→ **PROBLEM DESCRIPTION**:
Should the word "commands" occur in a line of the records, copy that line.

→ **GIVEN DATA**:
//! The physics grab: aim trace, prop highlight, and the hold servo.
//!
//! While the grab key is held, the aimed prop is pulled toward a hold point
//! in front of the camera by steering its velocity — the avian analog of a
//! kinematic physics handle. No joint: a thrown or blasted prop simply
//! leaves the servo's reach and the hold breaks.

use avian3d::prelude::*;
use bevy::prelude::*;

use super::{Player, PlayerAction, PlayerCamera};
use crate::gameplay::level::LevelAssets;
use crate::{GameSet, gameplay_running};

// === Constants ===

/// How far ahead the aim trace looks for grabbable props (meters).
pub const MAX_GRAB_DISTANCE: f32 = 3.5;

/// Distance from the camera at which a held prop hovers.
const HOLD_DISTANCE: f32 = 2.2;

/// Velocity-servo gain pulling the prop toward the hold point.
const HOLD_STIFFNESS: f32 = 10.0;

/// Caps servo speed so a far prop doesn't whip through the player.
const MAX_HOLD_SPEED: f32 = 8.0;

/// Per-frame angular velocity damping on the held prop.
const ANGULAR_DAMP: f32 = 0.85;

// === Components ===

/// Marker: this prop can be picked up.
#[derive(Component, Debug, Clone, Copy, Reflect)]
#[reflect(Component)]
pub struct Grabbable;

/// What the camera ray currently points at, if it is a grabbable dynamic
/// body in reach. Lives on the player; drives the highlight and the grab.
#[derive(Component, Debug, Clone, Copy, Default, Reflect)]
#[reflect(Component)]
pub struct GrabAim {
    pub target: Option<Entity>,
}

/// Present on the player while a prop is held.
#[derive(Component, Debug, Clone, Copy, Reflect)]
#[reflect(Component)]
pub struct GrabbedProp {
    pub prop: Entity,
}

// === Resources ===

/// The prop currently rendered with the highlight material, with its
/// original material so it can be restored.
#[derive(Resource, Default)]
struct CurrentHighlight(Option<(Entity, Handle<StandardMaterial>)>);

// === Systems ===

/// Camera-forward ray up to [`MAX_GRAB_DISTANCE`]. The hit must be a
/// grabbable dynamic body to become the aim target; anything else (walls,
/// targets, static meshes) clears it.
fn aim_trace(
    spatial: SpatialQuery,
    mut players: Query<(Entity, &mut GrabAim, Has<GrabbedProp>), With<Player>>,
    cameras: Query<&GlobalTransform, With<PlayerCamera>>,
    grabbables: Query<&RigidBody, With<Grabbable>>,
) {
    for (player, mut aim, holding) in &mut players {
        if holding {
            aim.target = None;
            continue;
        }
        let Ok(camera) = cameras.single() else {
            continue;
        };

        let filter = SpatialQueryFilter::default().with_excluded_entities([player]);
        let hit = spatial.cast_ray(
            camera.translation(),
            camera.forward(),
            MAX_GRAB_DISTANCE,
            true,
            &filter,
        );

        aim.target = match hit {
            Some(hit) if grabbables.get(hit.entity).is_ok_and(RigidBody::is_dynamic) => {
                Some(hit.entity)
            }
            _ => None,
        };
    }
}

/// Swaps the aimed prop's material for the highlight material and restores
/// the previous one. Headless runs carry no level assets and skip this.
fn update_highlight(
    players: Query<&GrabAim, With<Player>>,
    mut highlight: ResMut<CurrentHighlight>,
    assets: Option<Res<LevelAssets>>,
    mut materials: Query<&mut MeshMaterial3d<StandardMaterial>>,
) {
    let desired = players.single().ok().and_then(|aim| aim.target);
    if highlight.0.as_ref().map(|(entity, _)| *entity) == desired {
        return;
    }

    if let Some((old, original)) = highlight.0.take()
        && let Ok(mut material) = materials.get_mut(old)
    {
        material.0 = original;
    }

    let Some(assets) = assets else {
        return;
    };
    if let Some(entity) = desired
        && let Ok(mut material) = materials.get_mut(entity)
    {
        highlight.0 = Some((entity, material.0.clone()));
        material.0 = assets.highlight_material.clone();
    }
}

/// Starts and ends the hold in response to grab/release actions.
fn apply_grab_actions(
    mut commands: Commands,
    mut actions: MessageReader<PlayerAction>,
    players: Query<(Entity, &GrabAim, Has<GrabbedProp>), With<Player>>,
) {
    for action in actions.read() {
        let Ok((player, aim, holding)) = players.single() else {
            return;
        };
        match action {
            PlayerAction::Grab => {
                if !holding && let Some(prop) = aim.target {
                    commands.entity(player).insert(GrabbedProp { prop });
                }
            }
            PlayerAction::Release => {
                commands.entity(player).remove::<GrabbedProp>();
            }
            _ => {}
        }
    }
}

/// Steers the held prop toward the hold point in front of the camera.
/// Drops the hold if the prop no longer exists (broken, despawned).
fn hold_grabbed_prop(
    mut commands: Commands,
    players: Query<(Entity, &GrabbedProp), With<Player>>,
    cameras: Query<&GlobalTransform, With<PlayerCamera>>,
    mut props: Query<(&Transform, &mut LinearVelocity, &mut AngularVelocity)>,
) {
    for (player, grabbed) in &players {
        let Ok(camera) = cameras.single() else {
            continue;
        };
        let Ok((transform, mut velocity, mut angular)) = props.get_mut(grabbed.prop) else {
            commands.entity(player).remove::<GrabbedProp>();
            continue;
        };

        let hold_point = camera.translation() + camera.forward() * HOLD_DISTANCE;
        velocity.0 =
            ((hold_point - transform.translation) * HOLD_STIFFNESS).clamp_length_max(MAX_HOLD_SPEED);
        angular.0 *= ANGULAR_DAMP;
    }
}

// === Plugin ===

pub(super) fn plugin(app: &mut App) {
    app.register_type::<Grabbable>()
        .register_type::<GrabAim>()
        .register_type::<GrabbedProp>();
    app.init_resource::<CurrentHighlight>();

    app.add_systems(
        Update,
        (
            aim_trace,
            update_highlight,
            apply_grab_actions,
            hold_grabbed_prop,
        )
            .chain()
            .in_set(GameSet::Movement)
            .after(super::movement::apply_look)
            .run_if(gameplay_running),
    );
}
--
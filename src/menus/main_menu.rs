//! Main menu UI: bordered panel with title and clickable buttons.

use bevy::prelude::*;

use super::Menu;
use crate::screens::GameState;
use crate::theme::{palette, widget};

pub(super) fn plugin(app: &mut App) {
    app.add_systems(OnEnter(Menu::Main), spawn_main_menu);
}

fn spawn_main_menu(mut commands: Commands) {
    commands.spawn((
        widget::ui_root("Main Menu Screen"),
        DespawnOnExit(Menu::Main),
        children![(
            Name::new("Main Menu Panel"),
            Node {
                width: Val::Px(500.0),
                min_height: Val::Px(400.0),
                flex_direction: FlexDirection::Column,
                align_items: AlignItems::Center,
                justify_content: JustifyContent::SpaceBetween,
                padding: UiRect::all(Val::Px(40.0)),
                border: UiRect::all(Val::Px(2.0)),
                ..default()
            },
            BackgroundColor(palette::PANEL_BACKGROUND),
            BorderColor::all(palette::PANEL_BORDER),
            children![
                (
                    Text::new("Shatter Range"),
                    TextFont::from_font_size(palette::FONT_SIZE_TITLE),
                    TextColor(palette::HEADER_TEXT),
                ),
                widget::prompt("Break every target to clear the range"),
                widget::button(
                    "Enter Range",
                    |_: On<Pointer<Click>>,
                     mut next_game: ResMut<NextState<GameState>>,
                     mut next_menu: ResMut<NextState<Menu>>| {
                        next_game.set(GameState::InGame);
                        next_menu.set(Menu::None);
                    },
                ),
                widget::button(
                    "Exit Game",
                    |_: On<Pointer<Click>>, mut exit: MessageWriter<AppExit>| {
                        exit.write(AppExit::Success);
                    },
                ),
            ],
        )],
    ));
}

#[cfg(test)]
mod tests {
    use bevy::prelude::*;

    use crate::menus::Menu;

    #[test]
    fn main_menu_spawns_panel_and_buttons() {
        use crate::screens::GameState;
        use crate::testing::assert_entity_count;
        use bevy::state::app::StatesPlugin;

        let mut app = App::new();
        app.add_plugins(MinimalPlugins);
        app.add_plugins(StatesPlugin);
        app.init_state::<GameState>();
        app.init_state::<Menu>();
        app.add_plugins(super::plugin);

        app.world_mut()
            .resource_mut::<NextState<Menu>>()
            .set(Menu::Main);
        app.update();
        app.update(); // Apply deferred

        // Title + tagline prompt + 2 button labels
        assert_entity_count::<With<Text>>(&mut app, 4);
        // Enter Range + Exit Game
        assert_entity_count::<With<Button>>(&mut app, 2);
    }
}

→ **YOUR RESPONSE**:
    mut commands: Commands,
                    commands.entity(player).insert(GrabbedProp { prop });
                commands.entity(player).remove::<GrabbedProp>();
    mut commands: Commands,
            commands.entity(player).remove::<GrabbedProp>();
fn spawn_main_menu(mut commands: Commands) {
    commands.spawn((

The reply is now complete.